_What the exercise asks_
Spot each line in the data below containing "BackendConfig" and copy it.

_Input for this task_
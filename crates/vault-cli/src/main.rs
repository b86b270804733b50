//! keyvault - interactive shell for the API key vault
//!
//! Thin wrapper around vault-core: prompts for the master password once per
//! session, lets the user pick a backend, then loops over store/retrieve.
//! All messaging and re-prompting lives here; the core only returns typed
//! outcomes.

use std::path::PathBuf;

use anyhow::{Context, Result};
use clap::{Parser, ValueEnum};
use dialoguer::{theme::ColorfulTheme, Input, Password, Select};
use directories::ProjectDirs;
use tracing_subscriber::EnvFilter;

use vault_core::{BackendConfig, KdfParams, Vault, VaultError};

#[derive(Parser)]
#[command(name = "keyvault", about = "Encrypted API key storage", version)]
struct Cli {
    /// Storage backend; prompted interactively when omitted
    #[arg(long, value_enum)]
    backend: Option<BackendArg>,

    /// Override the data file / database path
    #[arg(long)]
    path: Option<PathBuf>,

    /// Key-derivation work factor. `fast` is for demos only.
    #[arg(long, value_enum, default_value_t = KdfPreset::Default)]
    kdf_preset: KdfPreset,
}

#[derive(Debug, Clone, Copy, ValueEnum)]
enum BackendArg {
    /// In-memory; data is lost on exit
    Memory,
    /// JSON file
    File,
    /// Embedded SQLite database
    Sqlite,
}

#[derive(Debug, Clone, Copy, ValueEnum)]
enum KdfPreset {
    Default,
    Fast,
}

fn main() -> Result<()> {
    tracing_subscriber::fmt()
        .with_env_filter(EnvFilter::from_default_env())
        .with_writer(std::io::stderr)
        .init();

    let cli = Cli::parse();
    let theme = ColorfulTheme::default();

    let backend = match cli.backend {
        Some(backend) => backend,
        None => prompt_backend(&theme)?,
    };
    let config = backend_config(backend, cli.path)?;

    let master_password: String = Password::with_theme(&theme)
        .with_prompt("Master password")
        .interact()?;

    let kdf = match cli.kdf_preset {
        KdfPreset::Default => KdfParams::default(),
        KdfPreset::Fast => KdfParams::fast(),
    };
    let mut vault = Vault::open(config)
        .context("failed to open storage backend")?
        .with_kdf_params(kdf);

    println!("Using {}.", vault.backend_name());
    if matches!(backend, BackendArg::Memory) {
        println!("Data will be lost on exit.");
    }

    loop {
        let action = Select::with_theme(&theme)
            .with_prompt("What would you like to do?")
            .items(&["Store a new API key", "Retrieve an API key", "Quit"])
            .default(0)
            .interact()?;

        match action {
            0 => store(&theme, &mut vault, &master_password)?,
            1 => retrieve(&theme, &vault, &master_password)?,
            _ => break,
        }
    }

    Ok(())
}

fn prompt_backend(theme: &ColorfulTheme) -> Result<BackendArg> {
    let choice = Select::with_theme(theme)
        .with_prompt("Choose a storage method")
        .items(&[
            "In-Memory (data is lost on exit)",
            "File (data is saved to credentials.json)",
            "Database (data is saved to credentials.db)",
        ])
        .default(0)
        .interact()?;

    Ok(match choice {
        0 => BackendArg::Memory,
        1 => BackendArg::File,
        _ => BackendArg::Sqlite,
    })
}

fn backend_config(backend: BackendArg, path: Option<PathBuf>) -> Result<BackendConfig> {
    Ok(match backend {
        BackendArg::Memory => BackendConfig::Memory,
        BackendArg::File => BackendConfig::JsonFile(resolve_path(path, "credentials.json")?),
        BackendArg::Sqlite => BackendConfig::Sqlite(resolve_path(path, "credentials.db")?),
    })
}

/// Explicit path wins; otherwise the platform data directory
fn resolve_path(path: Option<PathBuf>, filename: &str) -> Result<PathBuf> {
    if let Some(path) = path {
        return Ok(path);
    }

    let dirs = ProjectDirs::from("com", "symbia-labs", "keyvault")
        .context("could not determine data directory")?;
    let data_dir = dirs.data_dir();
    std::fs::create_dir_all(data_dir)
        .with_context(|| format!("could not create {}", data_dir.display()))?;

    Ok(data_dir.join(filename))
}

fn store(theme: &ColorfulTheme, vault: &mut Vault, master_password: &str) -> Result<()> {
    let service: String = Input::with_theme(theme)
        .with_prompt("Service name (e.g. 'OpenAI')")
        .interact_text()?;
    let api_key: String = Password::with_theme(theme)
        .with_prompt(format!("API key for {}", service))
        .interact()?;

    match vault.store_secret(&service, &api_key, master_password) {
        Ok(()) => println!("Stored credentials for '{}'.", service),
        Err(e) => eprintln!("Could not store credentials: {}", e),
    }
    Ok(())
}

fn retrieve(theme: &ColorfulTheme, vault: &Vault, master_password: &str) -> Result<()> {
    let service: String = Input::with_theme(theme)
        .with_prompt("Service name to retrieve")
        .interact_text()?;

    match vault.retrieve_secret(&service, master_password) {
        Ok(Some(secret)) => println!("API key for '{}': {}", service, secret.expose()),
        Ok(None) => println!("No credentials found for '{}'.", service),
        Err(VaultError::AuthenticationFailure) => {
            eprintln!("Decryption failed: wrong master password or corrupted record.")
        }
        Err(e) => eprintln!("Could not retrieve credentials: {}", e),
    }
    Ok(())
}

_Reply_
use vault_core::{BackendConfig, KdfParams, Vault, VaultError};
fn backend_config(backend: BackendArg, path: Option<PathBuf>) -> Result<BackendConfig> {
        BackendArg::Memory => BackendConfig::Memory,
        BackendArg::File => BackendConfig::JsonFile(resolve_path(path, "credentials.json")?),
        BackendArg::Sqlite => BackendConfig::Sqlite(resolve_path(path, "credentials.db")?),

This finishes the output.